One misconception about isometric exercise is that it can increase your blood pressure because you have to tense up and hold your breath. Performing isometric or static exercises requires you to focus on breathing in and out slowly.
New research reveals that isometric exercise can be an effective tool for preventing or lowering high blood pressure.
Why is blood pressure important?
High blood pressure is harmful because it makes the heart work harder and less efficiently. To briefly explain blood pressure, there are two important numbers when measuring blood pressure: systolic and diastolic.
The Centers for Disease Control and Prevention defines these as:
- Systolic blood pressure: Measures the maximum pressure in the arteries when the heart contracts and relaxes.
- Diastolic blood pressure: Measures the arterial pressure when the heart is at rest between beats.
Healthy blood pressure is less than 120/80 mm Hg.
What are the new research findings about exercise and blood pressure?
In a large-scale study published in British Journal of Sports MedicineResearchers looked at exercise recommendations that can help lower blood pressure, building on older studies that emphasized aerobic and aerobic exercise, such as cycling and running. The study also investigated the effects of high-intensity interval training (HIIT) and isometric exercise on blood pressure.
The authors defined healthy resting blood pressure as less than 130/85 mm Hg and hypertension as 140/90 mm Hg.
The study authors reviewed 270 trials with 15,827 participants from 1990 to 2023, comparing isometric exercise, HIIT, aerobic exercise, dynamic resistance training, and the last two forms of exercise. The results of the combinations were compared. Their finding was that isometric exercise led to the most significant reductions in systolic and diastolic blood pressure.

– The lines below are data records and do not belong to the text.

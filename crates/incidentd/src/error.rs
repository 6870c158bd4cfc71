//! Error types for the incident engine.

use thiserror::Error;

/// Errors surfaced to engine callers.
///
/// Invalid status transitions are deliberately NOT errors: the orchestrator
/// treats them as warn-and-no-op, so callers that need a hard failure must
/// check incident state first. Validation and configuration problems, by
/// contrast, always surface and are never retried.
#[derive(Debug, Error)]
pub enum EngineError {
    /// Caller-supplied data is invalid (missing title, unresolvable service)
    #[error("Validation failed: {0}")]
    Validation(String),

    /// Operator-supplied configuration is invalid (bad rule pattern, bad
    /// policy); detected at construction time, not at use time
    #[error("Configuration error: {0}")]
    Configuration(String),
}

/// Engine result alias.
pub type EngineResult<T> = Result<T, EngineError>;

How can you incorporate isometric movements into your workout?
Isometric exercises are a great addition to your cardiovascular or strength training routine.

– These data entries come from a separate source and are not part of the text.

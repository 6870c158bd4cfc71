//! Per-channel configuration blobs.

use std::collections::HashMap;

use serde::{Deserialize, Serialize};

use crate::error::ChannelError;

/// Opaque key/value configuration for one channel instance.
///
/// Channels validate their required keys at construction time, so a
/// misconfigured channel fails fast instead of failing on the first send.
#[derive(Debug, Clone, Default, Serialize, Deserialize)]
#[serde(transparent)]
pub struct ChannelConfig(HashMap<String, String>);

impl ChannelConfig {
    /// Create a config from key/value pairs.
    #[must_use]
    pub fn from_pairs<I, K, V>(pairs: I) -> Self
    where
        I: IntoIterator<Item = (K, V)>,
        K: Into<String>,
        V: Into<String>,
    {
        Self(
            pairs
                .into_iter()
                .map(|(k, v)| (k.into(), v.into()))
                .collect(),
        )
    }

    /// Get an optional value.
    #[must_use]
    pub fn get(&self, key: &str) -> Option<&str> {
        self.0.get(key).map(String::as_str).filter(|v| !v.is_empty())
    }

    /// Get a value or a default.
    #[must_use]
    pub fn get_or<'a>(&'a self, key: &str, default: &'a str) -> &'a str {
        self.get(key).unwrap_or(default)
    }

    /// Get a required value, or a `NotConfigured` error naming the key.
    pub fn require(&self, channel: &str, key: &str) -> Result<&str, ChannelError> {
        self.get(key)
            .ok_or_else(|| ChannelError::NotConfigured(format!("{channel}: missing '{key}'")))
    }
}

Wall sitting and planks are two of the best isometric exercises for lowering blood pressure. Here’s how:
wall sitting
Stand with your back to the wall. Stand about 2 feet away from the wall. Place your feet shoulder-width apart and firmly on the ground. Keeping your abdominal muscles engaged, slide your back along the wall while bending your legs to 90 degrees or a right angle. It’s like sitting in a chair without holding it. Make sure your knees are straight over your ankles.
This exercise focuses on your glutes, or buttock muscles, and your quadriceps, or thigh muscles, as well as your abdominal and core muscles.
board
- wall board. Stand facing the wall. Place your elbows and forearms on the wall. Step back, tuck your butt in, draw your belly button toward your spine, and tighten your abdominal muscles. Press and hold for 20 seconds.

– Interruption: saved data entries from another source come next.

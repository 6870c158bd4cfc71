//! Incident orchestration: creation, acknowledgment, resolution.
//!
//! This is the only component that mutates incidents. Status transitions set
//! their timestamps directly and append timeline events explicitly — there
//! are no implicit save hooks. Invalid transitions are warn-and-no-op; the
//! incident is returned unchanged.

use std::sync::Arc;

use chrono::{DateTime, Utc};
use tracing::{info, warn};
use uuid::Uuid;

use crate::config::EngineConfig;
use crate::error::{EngineError, EngineResult};
use crate::escalation::EscalationLog;
use crate::org::{Directory, Service};
use crate::routing::Router;

use super::store::{IncidentStore, InsertOutcome};
use super::warroom::WarRoomHub;
use super::{EventKind, Incident, IncidentStatus, Severity};

/// A reference to a service: by id, by unique name, or already resolved.
#[derive(Debug, Clone)]
pub enum ServiceRef {
    Id(Uuid),
    Name(String),
    Resolved(Service),
}

/// Input for incident creation.
#[derive(Debug, Clone)]
pub struct NewIncident {
    pub title: String,
    pub description: String,
    /// Alert-driven incidents may carry no service when nothing identified
    /// one; directly created incidents should always name a service.
    pub service: Option<ServiceRef>,
    pub severity: Severity,
    /// When monitoring detected the problem; defaults to now.
    pub detected_at: Option<DateTime<Utc>>,
    pub impacted_scopes: Vec<Uuid>,
}

/// Orchestrates the incident lifecycle.
#[derive(Clone)]
pub struct Orchestrator {
    store: Arc<IncidentStore>,
    directory: Arc<Directory>,
    router: Arc<Router>,
    war_room: Arc<dyn WarRoomHub>,
    escalations: Arc<EscalationLog>,
    config: EngineConfig,
}

impl Orchestrator {
    #[must_use]
    pub fn new(
        store: Arc<IncidentStore>,
        directory: Arc<Directory>,
        router: Arc<Router>,
        war_room: Arc<dyn WarRoomHub>,
        escalations: Arc<EscalationLog>,
        config: EngineConfig,
    ) -> Self {
        Self {
            store,
            directory,
            router,
            war_room,
            escalations,
            config,
        }
    }

    /// Create a new incident.
    ///
    /// The open-incident check and the insert run atomically per service, so
    /// concurrent creations for one service yield exactly one open incident;
    /// the existing one is returned for duplicates.
    ///
    /// With `trigger_orchestration`, war-room creation and the initial
    /// broadcast run on a background task — fire-and-continue, the caller is
    /// not blocked.
    ///
    /// # Errors
    ///
    /// `EngineError::Validation` when the title is blank or a named service
    /// cannot be resolved.
    pub async fn create_incident(
        &self,
        data: NewIncident,
        actor: Option<Uuid>,
        trigger_orchestration: bool,
    ) -> EngineResult<Incident> {
        let title = data.title.trim();
        if title.is_empty() {
            return Err(EngineError::Validation("title must not be empty".to_string()));
        }

        let service = match data.service {
            Some(service_ref) => Some(self.resolve_service(service_ref)?.id),
            None => None,
        };

        let mut incident = Incident::new(
            title.to_string(),
            data.description,
            service,
            data.severity,
            data.detected_at,
        );
        incident.lead = actor;
        incident.impacted_scopes = data.impacted_scopes;

        let incident = match self.store.insert_deduplicated(incident).await {
            InsertOutcome::Created(incident) => incident,
            InsertOutcome::Deduplicated(existing) => {
                warn!(
                    incident = %existing.short_id(),
                    "Open incident already exists for service, returning existing"
                );
                return Ok(existing);
            }
        };

        info!(incident = %incident.short_id(), title = %incident.title, "Created incident");
        self.store
            .append_event(
                incident.id,
                EventKind::StatusChange,
                format!("Incident created: {}", incident.title),
                self.actor_name(actor),
            )
            .await;

        if trigger_orchestration {
            let this = self.clone();
            let incident = incident.clone();
            tokio::spawn(async move {
                this.run_orchestration(incident).await;
            });
        }

        Ok(incident)
    }

    /// First open incident for a service, optionally severity-filtered.
    ///
    /// Best-effort guard used by the webhook path and direct creation APIs;
    /// the hard guarantee lives in the store's atomic dedup-insert.
    pub async fn deduplicate_check(
        &self,
        service: Uuid,
        severity: Option<Severity>,
    ) -> Option<Incident> {
        self.store.open_incident_for(service, severity).await
    }

    /// Acknowledge a TRIGGERED incident.
    ///
    /// Not-TRIGGERED incidents are returned unchanged with a warning.
    /// The actor becomes lead if none is set, and the newest NOTIFIED
    /// escalation record is marked acknowledged.
    pub async fn acknowledge_incident(&self, id: Uuid, actor: Option<Uuid>) -> Option<Incident> {
        let now = Utc::now();
        let (incident, changed) = self
            .store
            .update(id, |incident| {
                if incident.status != IncidentStatus::Triggered {
                    warn!(
                        incident = %incident.short_id(),
                        status = incident.status.label(),
                        "Incident is not in TRIGGERED status, acknowledge is a no-op"
                    );
                    return false;
                }
                incident.status = IncidentStatus::Acknowledged;
                incident.acknowledged_at = Some(now);
                if incident.lead.is_none() {
                    incident.lead = actor;
                }
                true
            })
            .await?;

        if changed {
            let actor_name = self.actor_name(actor);
            self.store
                .append_event(
                    id,
                    EventKind::StatusChange,
                    format!(
                        "Incident acknowledged by {}",
                        actor_name.as_deref().unwrap_or("system")
                    ),
                    actor_name,
                )
                .await;
            self.escalations.acknowledge_latest(id, actor, now).await;
            info!(incident = %incident.short_id(), "Incident acknowledged");
        }

        Some(incident)
    }

    /// Resolve an incident.
    ///
    /// Already-RESOLVED incidents are returned unchanged with a warning;
    /// `resolved_at` is never overwritten. Resolution schedules the delayed
    /// war-room archive.
    pub async fn resolve_incident(
        &self,
        id: Uuid,
        actor: Option<Uuid>,
        resolution_note: &str,
    ) -> Option<Incident> {
        let now = Utc::now();
        let (incident, changed) = self
            .store
            .update(id, |incident| {
                if incident.status == IncidentStatus::Resolved {
                    warn!(
                        incident = %incident.short_id(),
                        "Incident already resolved, resolve is a no-op"
                    );
                    return false;
                }
                incident.status = IncidentStatus::Resolved;
                incident.resolved_at = Some(now);
                true
            })
            .await?;

        if changed {
            let actor_name = self.actor_name(actor);
            let mut message = format!(
                "Incident resolved by {}",
                actor_name.as_deref().unwrap_or("system")
            );
            if !resolution_note.is_empty() {
                message.push_str(": ");
                message.push_str(resolution_note);
            }
            self.store
                .append_event(id, EventKind::StatusChange, message, actor_name)
                .await;
            info!(incident = %incident.short_id(), "Incident resolved");

            if let Some(war_room_id) = incident.war_room_id.clone() {
                self.schedule_war_room_archive(incident.short_id(), war_room_id);
            }
        }

        Some(incident)
    }

    /// Background setup after creation: war room for critical incidents,
    /// then the initial broadcast.
    async fn run_orchestration(&self, incident: Incident) {
        let mut incident = incident;

        if incident.is_critical() {
            match self.war_room.create_war_room(&incident).await {
                Some((room_id, room_url)) => {
                    if let Some((updated, _)) = self
                        .store
                        .update(incident.id, |i| {
                            i.war_room_id = Some(room_id.clone());
                            i.war_room_url = Some(room_url.clone());
                            true
                        })
                        .await
                    {
                        incident = updated;
                    }
                    self.store
                        .append_event(
                            incident.id,
                            EventKind::WarRoomCreated,
                            format!("War Room created: {room_url}"),
                            None,
                        )
                        .await;
                }
                None => {
                    warn!(incident = %incident.short_id(), "War Room creation failed or disabled");
                }
            }
        }

        let report = self.router.broadcast(&incident).await;
        if !report.is_empty() {
            self.store
                .append_event(
                    incident.id,
                    EventKind::AlertSent,
                    format!(
                        "Notifications broadcast: {} delivered, {} failed",
                        report.delivered_count(),
                        report.failed_count()
                    ),
                    None,
                )
                .await;
        }
    }

    /// Archive the war room a fixed interval after resolution, giving time
    /// for post-incident discussion. Best-effort.
    fn schedule_war_room_archive(&self, short_id: String, war_room_id: String) {
        let hub = Arc::clone(&self.war_room);
        let delay = self.config.war_room_archive_delay;
        info!(
            incident = %short_id,
            delay_secs = delay.as_secs(),
            "Scheduled War Room archive"
        );
        tokio::spawn(async move {
            tokio::time::sleep(delay).await;
            if hub.archive_war_room(&war_room_id).await {
                info!(incident = %short_id, war_room_id = %war_room_id, "War Room archived");
            } else {
                warn!(incident = %short_id, war_room_id = %war_room_id, "War Room archive failed");
            }
        });
    }

    fn resolve_service(&self, service_ref: ServiceRef) -> EngineResult<Service> {
        match service_ref {
            ServiceRef::Resolved(service) => Ok(service),
            ServiceRef::Id(id) => self.directory.service(id).cloned().ok_or_else(|| {
                EngineError::Validation(format!("Service not found: {id}"))
            }),
            ServiceRef::Name(name) => {
                if let Some(service) = self.directory.service_by_name(&name) {
                    return Ok(service.clone());
                }
                // API callers sometimes pass the id as a string.
                if let Ok(id) = name.parse::<Uuid>() {
                    if let Some(service) = self.directory.service(id) {
                        return Ok(service.clone());
                    }
                }
                Err(EngineError::Validation(format!("Service not found: {name}")))
            }
        }
    }

    fn actor_name(&self, actor: Option<Uuid>) -> Option<String> {
        actor.map(|id| {
            self.directory
                .responder(id)
                .map_or_else(|| id.to_string(), |r| r.name.clone())
        })
    }
}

- Floorboards on the knees. Lie on your stomach and support yourself slightly with your forearms. Use your knees and forearms to lift your hips off the floor to about the same height as your shoulders. He holds this position for 20 seconds, concentrating on using his core muscles. For a harder version, press your toes into the floor, then lift your knees off the floor and squeeze your glutes and core to create a plank that tenses your entire body. Think about pulling your belly button towards your spine.
Planks focus on your back, shoulders, and abdominal muscles.
After doing both exercises:
- Remember to breathe slowly and regularly to provide your muscles with the oxygen they need.
- First, hold that position for 20 seconds. Continue working until you can hold the position for 2 minutes. Try to do 4 sets, 3 times a week, with a few minutes between each set.